Exercise:
Lines from the entries below that hold "letters" form the answer; copy all of them.

============================================================

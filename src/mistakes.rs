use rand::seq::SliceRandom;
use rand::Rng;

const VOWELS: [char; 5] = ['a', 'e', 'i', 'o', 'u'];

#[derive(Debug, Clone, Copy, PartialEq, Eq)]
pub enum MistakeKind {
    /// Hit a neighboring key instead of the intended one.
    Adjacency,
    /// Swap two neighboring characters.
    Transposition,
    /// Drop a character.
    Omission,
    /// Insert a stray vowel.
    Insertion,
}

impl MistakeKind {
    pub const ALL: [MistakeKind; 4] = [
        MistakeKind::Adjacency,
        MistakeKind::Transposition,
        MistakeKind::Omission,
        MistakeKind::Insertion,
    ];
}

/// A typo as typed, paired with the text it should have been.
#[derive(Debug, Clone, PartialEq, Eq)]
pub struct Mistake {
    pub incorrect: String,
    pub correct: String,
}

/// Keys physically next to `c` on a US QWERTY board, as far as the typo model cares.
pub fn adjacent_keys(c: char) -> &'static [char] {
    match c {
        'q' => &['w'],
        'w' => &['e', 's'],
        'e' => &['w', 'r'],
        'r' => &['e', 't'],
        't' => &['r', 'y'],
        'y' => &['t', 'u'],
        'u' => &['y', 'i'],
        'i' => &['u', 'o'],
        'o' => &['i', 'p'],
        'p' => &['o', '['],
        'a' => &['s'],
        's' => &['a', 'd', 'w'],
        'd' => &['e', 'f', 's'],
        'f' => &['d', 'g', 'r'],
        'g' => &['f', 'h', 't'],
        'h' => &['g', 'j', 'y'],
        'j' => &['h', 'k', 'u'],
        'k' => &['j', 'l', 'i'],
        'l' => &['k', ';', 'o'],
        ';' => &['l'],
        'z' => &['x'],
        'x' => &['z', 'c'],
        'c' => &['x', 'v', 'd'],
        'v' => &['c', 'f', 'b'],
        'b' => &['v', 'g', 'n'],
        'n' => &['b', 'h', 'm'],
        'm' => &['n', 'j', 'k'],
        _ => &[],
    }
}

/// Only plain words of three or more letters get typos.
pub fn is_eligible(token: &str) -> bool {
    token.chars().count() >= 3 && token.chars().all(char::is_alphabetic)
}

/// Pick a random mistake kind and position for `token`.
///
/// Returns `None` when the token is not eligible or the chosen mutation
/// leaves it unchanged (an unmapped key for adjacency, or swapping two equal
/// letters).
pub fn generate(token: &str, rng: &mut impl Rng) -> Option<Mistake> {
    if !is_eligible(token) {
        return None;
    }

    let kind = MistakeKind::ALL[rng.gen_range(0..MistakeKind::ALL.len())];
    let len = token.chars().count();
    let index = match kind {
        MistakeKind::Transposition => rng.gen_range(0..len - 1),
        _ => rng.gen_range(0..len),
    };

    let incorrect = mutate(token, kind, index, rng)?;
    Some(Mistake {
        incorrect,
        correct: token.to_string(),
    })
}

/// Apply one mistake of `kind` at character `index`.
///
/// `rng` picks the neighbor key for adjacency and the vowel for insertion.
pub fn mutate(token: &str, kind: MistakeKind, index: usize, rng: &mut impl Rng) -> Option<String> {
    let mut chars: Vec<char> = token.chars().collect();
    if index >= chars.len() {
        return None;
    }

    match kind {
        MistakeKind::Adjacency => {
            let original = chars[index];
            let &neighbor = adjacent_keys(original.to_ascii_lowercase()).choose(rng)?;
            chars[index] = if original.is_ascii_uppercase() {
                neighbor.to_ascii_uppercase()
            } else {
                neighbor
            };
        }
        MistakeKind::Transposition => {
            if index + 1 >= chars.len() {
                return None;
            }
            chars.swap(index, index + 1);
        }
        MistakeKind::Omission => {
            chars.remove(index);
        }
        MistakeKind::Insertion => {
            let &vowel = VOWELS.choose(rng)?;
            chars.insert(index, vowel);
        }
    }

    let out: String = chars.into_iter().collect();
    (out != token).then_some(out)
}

============================================================

Task response:
/// Only plain words of three or more letters get typos.
/// letters).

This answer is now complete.